=== Begin Enclosure ===
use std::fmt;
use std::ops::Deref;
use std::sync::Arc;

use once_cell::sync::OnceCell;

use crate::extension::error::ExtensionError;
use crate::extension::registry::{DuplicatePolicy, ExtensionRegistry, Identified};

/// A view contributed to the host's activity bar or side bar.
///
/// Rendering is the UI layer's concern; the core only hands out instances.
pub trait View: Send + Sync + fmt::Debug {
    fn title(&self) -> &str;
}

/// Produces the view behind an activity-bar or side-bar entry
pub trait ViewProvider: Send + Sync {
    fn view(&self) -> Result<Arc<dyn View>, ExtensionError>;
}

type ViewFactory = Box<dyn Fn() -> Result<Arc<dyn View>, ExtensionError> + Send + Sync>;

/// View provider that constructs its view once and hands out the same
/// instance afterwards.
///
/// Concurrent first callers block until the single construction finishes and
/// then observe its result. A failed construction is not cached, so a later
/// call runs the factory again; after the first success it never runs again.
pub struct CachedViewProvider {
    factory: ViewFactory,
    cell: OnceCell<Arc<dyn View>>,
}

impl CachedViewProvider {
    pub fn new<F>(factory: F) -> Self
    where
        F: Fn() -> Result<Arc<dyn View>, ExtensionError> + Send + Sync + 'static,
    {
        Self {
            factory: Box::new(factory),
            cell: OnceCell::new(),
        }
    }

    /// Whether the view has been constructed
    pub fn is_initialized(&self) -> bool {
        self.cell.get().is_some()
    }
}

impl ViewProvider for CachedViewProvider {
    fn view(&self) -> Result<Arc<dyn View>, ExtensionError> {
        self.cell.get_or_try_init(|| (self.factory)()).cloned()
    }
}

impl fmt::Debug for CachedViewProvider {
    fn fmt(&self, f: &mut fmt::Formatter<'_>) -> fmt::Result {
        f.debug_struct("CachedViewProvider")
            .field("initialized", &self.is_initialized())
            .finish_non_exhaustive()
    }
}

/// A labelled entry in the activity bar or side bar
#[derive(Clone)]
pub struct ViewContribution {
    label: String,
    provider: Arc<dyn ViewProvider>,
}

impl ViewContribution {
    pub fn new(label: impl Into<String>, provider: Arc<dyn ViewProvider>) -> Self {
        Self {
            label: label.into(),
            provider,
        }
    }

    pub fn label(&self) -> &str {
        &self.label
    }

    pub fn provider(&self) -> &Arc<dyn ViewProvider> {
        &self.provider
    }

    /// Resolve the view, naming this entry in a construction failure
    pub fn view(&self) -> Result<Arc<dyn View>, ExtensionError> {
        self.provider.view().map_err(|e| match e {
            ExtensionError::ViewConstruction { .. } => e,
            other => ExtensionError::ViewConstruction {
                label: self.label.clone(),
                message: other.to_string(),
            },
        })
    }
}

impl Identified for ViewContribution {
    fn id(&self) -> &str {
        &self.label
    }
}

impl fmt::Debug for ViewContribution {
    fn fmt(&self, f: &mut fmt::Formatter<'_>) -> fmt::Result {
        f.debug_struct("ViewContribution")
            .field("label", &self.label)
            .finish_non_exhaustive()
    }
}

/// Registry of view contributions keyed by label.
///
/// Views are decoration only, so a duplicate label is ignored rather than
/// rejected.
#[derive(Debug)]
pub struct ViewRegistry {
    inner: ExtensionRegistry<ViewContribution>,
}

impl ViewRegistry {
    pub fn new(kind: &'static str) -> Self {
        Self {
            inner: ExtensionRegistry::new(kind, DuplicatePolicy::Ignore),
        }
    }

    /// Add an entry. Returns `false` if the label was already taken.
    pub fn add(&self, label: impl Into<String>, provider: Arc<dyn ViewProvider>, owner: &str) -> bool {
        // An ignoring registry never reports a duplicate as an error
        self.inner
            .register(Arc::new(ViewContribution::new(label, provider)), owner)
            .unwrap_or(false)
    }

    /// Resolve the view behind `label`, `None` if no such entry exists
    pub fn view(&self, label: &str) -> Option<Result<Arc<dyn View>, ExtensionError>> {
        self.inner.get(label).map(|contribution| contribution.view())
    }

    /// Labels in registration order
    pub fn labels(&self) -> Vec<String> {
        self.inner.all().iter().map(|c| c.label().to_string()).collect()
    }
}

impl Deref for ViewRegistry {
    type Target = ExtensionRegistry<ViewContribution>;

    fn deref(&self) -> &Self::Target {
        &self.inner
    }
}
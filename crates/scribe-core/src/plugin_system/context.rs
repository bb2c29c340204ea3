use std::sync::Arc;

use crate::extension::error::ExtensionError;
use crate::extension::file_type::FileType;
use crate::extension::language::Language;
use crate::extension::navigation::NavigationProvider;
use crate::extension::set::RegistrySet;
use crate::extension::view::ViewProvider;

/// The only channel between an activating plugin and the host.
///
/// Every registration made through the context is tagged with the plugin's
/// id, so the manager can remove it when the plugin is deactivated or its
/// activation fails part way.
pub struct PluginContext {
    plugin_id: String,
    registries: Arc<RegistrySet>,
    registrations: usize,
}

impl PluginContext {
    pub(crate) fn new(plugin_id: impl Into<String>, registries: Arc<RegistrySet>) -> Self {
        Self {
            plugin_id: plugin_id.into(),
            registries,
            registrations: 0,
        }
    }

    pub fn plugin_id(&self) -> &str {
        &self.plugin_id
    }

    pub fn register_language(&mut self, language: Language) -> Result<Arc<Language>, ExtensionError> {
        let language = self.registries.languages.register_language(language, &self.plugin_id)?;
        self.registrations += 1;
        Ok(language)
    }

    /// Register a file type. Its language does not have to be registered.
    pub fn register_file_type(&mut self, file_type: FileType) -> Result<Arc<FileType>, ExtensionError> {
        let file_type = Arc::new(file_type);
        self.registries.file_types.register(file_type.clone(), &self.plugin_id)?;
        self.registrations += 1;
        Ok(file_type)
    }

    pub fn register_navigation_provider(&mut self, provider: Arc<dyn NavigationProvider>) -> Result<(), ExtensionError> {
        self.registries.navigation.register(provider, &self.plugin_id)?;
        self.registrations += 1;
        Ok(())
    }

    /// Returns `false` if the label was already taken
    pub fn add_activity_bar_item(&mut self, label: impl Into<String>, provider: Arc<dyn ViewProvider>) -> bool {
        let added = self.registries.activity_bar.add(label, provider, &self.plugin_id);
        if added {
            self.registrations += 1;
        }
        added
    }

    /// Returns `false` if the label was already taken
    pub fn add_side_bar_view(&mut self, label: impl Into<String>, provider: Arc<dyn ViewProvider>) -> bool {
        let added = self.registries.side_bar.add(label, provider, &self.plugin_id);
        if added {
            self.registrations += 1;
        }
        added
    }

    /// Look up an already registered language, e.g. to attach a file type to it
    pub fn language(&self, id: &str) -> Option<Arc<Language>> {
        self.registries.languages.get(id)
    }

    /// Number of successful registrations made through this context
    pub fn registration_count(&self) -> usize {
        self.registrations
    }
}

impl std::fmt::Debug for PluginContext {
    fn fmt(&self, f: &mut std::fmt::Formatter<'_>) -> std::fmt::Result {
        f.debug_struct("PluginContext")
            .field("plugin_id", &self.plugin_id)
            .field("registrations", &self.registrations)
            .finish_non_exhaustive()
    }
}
=== End Enclosure ===
=== Begin Enclosure ===
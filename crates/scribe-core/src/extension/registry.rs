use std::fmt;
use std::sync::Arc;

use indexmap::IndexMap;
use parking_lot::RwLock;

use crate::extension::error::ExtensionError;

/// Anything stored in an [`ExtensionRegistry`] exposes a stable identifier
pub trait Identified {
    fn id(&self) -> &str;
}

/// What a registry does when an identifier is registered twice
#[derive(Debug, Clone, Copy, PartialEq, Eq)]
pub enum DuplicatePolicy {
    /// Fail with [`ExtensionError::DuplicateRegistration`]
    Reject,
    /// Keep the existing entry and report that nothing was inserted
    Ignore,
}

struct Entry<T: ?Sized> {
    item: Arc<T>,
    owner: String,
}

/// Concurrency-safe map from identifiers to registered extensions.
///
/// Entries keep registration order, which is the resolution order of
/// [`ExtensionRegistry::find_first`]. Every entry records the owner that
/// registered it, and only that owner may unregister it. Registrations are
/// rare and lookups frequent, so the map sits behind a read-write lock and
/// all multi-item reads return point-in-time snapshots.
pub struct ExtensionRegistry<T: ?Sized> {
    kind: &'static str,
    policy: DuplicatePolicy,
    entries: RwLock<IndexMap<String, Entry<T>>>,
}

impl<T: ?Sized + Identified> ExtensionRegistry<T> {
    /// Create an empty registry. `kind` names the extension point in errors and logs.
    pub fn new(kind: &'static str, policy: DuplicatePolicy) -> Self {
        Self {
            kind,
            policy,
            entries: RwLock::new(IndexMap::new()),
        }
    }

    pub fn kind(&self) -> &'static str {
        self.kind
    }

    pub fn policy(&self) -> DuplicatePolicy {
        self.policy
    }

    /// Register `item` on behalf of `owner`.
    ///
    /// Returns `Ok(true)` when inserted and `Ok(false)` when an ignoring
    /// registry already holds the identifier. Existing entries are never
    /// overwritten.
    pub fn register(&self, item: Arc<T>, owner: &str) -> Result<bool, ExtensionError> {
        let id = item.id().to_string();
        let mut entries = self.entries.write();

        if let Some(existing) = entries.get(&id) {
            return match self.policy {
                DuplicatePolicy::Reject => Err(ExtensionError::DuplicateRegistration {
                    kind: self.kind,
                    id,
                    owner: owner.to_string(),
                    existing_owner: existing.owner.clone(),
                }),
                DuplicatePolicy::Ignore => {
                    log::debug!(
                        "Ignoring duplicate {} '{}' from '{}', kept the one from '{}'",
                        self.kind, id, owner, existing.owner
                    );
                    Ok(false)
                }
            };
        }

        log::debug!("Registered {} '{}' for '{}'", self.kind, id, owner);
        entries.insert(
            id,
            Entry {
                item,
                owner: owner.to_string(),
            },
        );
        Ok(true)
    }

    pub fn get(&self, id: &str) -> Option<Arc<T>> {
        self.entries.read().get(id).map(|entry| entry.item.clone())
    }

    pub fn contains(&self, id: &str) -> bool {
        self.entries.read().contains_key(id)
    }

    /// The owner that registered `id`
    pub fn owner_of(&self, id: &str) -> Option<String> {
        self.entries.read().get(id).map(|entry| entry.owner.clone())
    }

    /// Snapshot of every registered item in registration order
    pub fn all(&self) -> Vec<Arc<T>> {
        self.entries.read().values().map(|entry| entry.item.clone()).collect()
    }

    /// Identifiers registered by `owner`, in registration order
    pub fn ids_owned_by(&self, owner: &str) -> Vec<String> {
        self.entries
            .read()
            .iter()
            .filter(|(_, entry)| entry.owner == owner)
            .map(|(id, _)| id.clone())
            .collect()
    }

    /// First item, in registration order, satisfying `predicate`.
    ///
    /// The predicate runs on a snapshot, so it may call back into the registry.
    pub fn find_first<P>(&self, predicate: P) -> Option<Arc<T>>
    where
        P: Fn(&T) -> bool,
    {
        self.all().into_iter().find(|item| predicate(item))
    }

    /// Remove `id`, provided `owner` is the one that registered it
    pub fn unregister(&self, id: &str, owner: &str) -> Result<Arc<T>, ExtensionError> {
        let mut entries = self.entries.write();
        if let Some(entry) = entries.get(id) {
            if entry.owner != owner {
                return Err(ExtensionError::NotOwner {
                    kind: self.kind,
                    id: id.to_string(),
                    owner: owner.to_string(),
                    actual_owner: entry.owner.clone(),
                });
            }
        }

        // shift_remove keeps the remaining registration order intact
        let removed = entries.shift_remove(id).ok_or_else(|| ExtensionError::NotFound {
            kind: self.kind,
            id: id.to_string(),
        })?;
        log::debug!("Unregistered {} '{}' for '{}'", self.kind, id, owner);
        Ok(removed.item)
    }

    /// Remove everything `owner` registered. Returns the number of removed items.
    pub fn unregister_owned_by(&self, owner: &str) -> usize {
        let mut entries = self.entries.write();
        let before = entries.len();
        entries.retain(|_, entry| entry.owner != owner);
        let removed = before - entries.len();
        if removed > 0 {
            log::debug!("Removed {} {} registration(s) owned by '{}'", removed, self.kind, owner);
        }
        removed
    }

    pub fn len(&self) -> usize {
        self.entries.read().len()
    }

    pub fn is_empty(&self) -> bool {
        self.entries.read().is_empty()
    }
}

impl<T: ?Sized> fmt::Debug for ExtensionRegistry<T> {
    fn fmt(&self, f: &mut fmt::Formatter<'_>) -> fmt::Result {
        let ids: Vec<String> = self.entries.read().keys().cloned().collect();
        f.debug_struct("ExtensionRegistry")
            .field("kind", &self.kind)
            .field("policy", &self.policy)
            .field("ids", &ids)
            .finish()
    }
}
=== End Enclosure ===
What is being asked: How many of the lines in the data above carry the word "only"? Say the number and nothing else.

Response below: 4